Exercise aim: Reproduce the line containing "let output = self.compositor.composite(&request).await?;" and every line after it through the end of the records. Include nothing else.

Stored data:
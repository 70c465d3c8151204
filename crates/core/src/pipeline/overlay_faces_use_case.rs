use std::path::PathBuf;
use std::time::Instant;

use crate::detection::domain::face_detector::FaceDetector;
use crate::overlay::domain::composite_command::{build_command, OverlayRequest};
use crate::overlay::domain::compositor::Compositor;
use crate::overlay::domain::placement::compute_placements;
use crate::overlay::infrastructure::image_dimensions::read_dimensions;
use crate::pipeline::pipeline_logger::PipelineLogger;
use crate::pipeline::pipeline_stage::PipelineStage;
use crate::shared::error::OverlayError;
use crate::shared::resize_factor::ResizeFactor;

/// One unit of overlay work: which image, where the result goes, how big.
#[derive(Clone, Debug, PartialEq)]
pub struct OverlayJob {
    pub source: PathBuf,
    pub destination: PathBuf,
    pub resize: ResizeFactor,
}

/// Overlay pipeline: read → detect → place → composite.
///
/// Each collaborator is called at most once per job. Zero faces stops the
/// run before compositing with [`OverlayError::NoFacesDetected`].
pub struct OverlayFacesUseCase<D, C> {
    detector: D,
    compositor: C,
    overlay_asset: PathBuf,
}

impl<D: FaceDetector, C: Compositor> OverlayFacesUseCase<D, C> {
    pub fn new(detector: D, compositor: C, overlay_asset: impl Into<PathBuf>) -> Self {
        Self {
            detector,
            compositor,
            overlay_asset: overlay_asset.into(),
        }
    }

    /// Runs the job and returns the path of the composed image.
    pub async fn execute(
        &self,
        job: &OverlayJob,
        logger: &mut dyn PipelineLogger,
    ) -> Result<PathBuf, OverlayError> {
        logger.stage(PipelineStage::ReceivedImage);
        let result = self.run(job, logger).await;
        match &result {
            Ok(_) => logger.stage(PipelineStage::Done),
            Err(e) => {
                logger.info(&format!("overlay failed: {e}"));
                logger.stage(PipelineStage::Failed);
            }
        }
        result
    }

    async fn run(
        &self,
        job: &OverlayJob,
        logger: &mut dyn PipelineLogger,
    ) -> Result<PathBuf, OverlayError> {
        let image = tokio::fs::read(&job.source).await?;
        let dims = read_dimensions(&image)?;

        logger.stage(PipelineStage::Detecting);
        let started = Instant::now();
        let faces = self.detector.detect(&image).await?;
        logger.timing("detect", elapsed_ms(started));
        if faces.is_empty() {
            return Err(OverlayError::NoFacesDetected);
        }
        logger.info(&format!(
            "{} face(s) detected in {}x{} image",
            faces.len(),
            dims.width,
            dims.height
        ));

        let placements = compute_placements(&faces, job.resize, dims);
        logger.stage(PipelineStage::PlacementComputed);

        let request = OverlayRequest {
            source: job.source.clone(),
            destination: job.destination.clone(),
            commands: placements
                .iter()
                .map(|p| build_command(p, &self.overlay_asset))
                .collect(),
        };

        logger.stage(PipelineStage::Compositing);
        let started = Instant::now();
        let output = self.compositor.composite(&request).await?;
        logger.timing("composite", elapsed_ms(started));

        Ok(output)
    }
}

pub(crate) fn elapsed_ms(started: Instant) -> f64 {
    started.elapsed().as_secs_f64() * 1000.0
}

Answer box:
        let output = self.compositor.composite(&request).await?;
        logger.timing("composite", elapsed_ms(started));

        Ok(output)
    }
}

pub(crate) fn elapsed_ms(started: Instant) -> f64 {
    started.elapsed().as_secs_f64() * 1000.0
}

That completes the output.